9 Top Biopharma CEO-to-Employee Pay Gaps

Pictured: A graphic showing figures on opposing coin stacks/Taylor Tieden for BioSpace

Pictured: A graphic showing figures on opposing coin stacks/Taylor Tieden for BioSpace

Last year, empowered by new SEC reporting guidelines, BioSpace released its inaugural annual CEO pay gap report, looking at how much more top biopharma executives earned than their employees in 2022. Results showed that many biopharma executives earn more than 200 times what the company’s median employee makes.

Looking at 2023 data, we found that little has changed. Despite investor dollars being hard to come by and the Biden administration pushing forward with its campaign to lower drug prices, the top biopharma firms still shelled out two orders of magnitude more money to CEOs than to median employees.

Multiple companies have downsized their pipelines and operations, laying off thousands of workers across the industry. Some CEOs have even taken pay cuts to help the company’s bottom line.
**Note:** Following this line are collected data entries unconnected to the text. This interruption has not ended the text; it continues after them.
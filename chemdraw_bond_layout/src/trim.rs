// Copyright 2025 the Chemdraw Authors
// SPDX-License-Identifier: Apache-2.0 OR MIT

//! Pulling bond ends back to the edge of atom label hulls.

use chemdraw_geom::normalize;
use chemdraw_hull::AtomHull;
use kurbo::{Line, Point};

use crate::BondSpec;
use crate::trace::{Fallback, LayoutTrace, Terminal};

/// Moves `from` to where the segment `from → toward` leaves `hull`, plus
/// `standoff` further along the segment.
///
/// Returns `None` when the hull is empty or not crossed.
pub(crate) fn trim_point(from: Point, toward: Point, hull: &AtomHull, standoff: f64) -> Option<Point> {
    let exit = hull.exit_point(from, toward)?;
    let unit = normalize(toward - from)?;
    Some(exit + unit * standoff)
}

/// Trims both ends of `line` against the bond's start and end hulls.
///
/// If the trimmed line would point the other way (the hulls overlap along
/// the line) the untrimmed line is returned.
pub(crate) fn trim_line(line: Line, spec: &BondSpec, trace: &mut (impl LayoutTrace + ?Sized)) -> Line {
    let p0 = trim_point(line.p0, line.p1, &spec.start.hull, spec.standoff);
    let p1 = trim_point(line.p1, line.p0, &spec.end.hull, spec.standoff);
    let trimmed = Line::new(p0.unwrap_or(line.p0), p1.unwrap_or(line.p1));
    if (p0.is_some() || p1.is_some()) && (trimmed.p1 - trimmed.p0).dot(line.p1 - line.p0) <= 0.0 {
        trace.fallback(Fallback::OverlappingHulls);
        return line;
    }
    if p0.is_some() {
        trace.trimmed(Terminal::Start);
    }
    if p1.is_some() {
        trace.trimmed(Terminal::End);
    }
    trimmed
}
Famously, Pfizer’s Albert Bourla took a 35% reduction in compensation, with his pay dropping from $33 million in 2022 to $21.6 million last year. But while the ratio of Bourla’s salary to that of the company’s median employee lessened since 2022, he was still paid nearly 300 times the median salary, maintaining Pfizer’s spot near the top of BioSpace’s list.

Big Biopharma Pay Gaps

BioSpace highlights some of the largest ratios of CEO total compensation to median employee comp in 2023

CEO-employee pay gaps/Nicole Bean for BioSpace

1. Teva Pharmaceuticals | 398:1

  • CEO Richard Francis: $25,706,880
  • Median employee pay: $64,562

While CEO Richard Francis was not the highest-paid CEO in the industry in 2023, Teva’s employees made only a median of $64,562—the lowest on BioSpace’s top 9 list—granting the multinational company the top spot on the 2023 pay gap ranking. This is likely due in part to the fact that Teva is based in Israel, where the cost of living is lower than in the U.S. Teva, which filed a 2023 proxy statement with the SEC, is the only non-U.S. company included in this analysis.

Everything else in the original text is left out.